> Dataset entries
++++++++++
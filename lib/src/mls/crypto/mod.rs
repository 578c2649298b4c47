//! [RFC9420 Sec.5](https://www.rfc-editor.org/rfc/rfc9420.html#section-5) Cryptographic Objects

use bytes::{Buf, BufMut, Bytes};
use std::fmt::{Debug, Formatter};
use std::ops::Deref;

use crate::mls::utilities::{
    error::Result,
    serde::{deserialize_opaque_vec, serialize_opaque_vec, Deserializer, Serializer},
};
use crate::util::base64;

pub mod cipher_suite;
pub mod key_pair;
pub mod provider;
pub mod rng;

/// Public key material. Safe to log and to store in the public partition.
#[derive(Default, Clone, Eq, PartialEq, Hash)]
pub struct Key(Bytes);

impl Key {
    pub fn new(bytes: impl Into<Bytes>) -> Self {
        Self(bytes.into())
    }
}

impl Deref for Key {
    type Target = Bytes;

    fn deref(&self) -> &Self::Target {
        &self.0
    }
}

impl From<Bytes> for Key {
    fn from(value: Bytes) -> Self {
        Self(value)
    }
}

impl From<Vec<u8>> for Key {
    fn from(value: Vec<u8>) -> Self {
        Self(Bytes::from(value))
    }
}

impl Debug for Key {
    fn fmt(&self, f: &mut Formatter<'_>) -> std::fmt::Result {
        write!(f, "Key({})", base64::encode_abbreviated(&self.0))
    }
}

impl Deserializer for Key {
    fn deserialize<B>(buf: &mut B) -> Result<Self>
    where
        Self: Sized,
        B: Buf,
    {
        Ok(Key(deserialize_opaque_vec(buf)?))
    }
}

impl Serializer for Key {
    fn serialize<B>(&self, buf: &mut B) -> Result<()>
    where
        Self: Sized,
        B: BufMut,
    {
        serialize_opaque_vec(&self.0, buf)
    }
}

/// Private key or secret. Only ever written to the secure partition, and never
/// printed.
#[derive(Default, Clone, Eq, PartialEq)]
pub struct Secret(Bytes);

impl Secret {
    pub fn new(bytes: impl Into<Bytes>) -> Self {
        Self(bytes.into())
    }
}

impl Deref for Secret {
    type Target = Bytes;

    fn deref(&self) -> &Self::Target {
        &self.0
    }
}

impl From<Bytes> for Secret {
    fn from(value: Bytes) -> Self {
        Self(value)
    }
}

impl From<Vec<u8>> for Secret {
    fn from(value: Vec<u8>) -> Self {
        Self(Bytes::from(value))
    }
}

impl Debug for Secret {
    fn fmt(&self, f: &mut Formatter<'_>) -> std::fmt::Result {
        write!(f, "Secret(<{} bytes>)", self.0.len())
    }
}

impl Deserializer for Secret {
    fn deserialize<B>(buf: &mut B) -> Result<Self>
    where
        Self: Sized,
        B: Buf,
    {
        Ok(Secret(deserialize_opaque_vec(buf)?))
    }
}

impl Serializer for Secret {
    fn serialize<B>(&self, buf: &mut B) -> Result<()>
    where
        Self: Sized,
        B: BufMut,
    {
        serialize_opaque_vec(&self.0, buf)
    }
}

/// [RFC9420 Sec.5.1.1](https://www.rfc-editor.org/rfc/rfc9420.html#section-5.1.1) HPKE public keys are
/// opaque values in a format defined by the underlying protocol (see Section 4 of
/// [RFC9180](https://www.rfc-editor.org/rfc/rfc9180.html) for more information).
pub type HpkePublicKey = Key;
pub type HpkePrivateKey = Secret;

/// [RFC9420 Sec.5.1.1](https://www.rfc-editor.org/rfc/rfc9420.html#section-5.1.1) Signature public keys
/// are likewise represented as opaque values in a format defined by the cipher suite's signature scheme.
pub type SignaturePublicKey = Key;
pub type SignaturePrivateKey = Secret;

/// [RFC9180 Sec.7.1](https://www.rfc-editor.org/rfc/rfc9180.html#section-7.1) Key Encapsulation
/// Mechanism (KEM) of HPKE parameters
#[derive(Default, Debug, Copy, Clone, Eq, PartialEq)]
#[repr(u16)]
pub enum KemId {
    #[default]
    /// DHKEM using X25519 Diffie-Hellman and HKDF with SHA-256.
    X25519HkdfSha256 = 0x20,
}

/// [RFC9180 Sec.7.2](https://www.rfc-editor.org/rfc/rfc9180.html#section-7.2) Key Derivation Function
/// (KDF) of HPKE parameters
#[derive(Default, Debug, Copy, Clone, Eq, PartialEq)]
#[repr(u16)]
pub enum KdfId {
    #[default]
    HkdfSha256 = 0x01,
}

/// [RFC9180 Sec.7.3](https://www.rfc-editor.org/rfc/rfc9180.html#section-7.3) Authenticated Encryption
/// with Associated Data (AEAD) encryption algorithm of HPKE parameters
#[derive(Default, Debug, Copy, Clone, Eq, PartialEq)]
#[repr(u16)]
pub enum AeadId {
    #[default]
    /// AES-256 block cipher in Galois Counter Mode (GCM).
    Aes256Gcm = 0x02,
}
++++++++++
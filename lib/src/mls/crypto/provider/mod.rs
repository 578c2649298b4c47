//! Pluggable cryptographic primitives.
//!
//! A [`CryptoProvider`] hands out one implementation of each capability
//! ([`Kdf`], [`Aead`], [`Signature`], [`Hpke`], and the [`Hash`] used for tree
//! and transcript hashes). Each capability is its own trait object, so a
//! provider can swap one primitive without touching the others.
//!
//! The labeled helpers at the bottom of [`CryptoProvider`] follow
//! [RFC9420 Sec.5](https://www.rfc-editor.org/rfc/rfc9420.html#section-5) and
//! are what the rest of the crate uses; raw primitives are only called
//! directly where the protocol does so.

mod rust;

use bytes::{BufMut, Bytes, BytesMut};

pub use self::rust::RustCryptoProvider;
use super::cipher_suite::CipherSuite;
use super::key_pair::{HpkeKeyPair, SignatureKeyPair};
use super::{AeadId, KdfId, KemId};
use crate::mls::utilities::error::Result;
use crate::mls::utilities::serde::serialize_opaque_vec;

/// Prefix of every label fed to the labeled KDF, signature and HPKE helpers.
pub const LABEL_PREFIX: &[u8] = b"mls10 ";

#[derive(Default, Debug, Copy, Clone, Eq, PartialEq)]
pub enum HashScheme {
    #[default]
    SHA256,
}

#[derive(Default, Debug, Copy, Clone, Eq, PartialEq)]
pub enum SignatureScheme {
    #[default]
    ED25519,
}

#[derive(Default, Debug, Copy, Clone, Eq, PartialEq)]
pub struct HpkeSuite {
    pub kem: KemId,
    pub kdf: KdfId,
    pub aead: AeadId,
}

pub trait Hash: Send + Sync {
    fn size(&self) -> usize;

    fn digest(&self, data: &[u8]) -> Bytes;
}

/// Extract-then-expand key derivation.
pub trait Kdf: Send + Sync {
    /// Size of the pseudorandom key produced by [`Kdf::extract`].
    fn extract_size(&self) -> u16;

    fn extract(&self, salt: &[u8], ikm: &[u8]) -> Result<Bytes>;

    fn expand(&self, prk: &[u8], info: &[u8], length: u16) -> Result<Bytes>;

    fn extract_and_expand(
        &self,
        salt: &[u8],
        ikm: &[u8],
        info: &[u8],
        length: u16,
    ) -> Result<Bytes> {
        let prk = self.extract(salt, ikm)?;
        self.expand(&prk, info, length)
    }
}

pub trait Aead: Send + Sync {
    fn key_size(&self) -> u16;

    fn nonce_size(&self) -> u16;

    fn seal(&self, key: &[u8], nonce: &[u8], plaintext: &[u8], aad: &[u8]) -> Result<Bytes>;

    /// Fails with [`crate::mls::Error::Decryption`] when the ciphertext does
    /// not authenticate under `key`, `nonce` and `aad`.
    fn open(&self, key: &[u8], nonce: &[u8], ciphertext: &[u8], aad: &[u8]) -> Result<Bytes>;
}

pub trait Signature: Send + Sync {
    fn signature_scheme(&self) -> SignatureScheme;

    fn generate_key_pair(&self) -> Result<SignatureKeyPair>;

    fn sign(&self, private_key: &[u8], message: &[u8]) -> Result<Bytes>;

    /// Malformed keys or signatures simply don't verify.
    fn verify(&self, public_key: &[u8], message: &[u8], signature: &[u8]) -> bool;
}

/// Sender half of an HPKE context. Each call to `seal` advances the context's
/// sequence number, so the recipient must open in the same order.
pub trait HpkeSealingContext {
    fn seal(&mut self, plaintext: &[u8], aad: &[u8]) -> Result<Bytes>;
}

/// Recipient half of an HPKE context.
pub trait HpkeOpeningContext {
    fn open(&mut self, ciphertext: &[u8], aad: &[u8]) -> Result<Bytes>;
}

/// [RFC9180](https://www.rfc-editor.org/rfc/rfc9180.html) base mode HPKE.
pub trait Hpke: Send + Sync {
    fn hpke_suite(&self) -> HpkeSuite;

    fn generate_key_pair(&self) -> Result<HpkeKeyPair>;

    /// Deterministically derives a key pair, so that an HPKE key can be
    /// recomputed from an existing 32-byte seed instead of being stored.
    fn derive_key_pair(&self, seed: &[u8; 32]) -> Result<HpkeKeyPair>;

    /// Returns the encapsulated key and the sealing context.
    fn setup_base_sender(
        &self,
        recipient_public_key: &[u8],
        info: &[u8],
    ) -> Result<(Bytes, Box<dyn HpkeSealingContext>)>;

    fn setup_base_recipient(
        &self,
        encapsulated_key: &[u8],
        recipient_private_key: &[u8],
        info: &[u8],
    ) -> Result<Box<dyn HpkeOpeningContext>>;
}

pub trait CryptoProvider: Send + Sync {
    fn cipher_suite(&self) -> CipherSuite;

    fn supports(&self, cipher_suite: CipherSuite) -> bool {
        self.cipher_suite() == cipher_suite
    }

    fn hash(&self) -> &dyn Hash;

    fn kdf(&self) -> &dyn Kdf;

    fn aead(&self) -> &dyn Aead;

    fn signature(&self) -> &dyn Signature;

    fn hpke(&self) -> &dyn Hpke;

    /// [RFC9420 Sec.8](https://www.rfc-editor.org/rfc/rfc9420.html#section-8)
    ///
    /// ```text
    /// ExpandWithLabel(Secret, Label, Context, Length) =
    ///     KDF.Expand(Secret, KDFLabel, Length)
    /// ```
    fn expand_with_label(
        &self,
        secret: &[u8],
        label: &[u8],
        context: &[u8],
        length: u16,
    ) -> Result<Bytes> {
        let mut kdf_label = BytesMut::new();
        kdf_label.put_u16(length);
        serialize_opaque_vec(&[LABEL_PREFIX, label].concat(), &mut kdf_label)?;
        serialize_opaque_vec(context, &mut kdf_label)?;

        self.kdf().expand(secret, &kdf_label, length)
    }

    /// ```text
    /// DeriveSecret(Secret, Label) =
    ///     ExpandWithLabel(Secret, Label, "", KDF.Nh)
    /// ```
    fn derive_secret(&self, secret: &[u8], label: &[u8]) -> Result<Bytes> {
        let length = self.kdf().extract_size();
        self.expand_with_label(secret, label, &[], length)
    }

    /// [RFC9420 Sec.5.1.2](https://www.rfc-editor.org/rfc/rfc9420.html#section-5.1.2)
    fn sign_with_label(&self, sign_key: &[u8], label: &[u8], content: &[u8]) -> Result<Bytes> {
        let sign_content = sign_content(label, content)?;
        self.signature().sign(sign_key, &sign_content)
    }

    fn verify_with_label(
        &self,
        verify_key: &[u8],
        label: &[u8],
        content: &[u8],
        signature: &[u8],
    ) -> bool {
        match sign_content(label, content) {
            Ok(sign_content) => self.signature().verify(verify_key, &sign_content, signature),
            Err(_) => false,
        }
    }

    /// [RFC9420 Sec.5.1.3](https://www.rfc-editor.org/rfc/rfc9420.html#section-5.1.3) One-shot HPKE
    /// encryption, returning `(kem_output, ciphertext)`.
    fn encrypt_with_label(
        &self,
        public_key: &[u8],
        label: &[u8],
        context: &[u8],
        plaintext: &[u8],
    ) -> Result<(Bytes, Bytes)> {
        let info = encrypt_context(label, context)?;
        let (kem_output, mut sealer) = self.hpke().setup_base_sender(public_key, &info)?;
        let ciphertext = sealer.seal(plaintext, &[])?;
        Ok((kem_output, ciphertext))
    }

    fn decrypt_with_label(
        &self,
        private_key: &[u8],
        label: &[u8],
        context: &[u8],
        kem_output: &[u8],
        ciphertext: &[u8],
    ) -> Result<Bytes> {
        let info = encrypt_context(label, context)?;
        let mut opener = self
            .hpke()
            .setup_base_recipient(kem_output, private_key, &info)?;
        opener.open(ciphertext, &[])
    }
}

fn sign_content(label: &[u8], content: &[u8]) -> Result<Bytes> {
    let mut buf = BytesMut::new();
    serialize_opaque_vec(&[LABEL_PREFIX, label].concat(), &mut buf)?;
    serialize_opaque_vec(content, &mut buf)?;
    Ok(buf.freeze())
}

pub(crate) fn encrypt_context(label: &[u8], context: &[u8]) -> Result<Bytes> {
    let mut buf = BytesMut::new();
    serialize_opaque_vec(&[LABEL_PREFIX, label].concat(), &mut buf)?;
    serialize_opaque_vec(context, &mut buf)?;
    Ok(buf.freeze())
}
++++++++++
> What this task involves
Tally the lines of the records holding the word "HpkeSealingContext", then state only the tally.

> Your response
2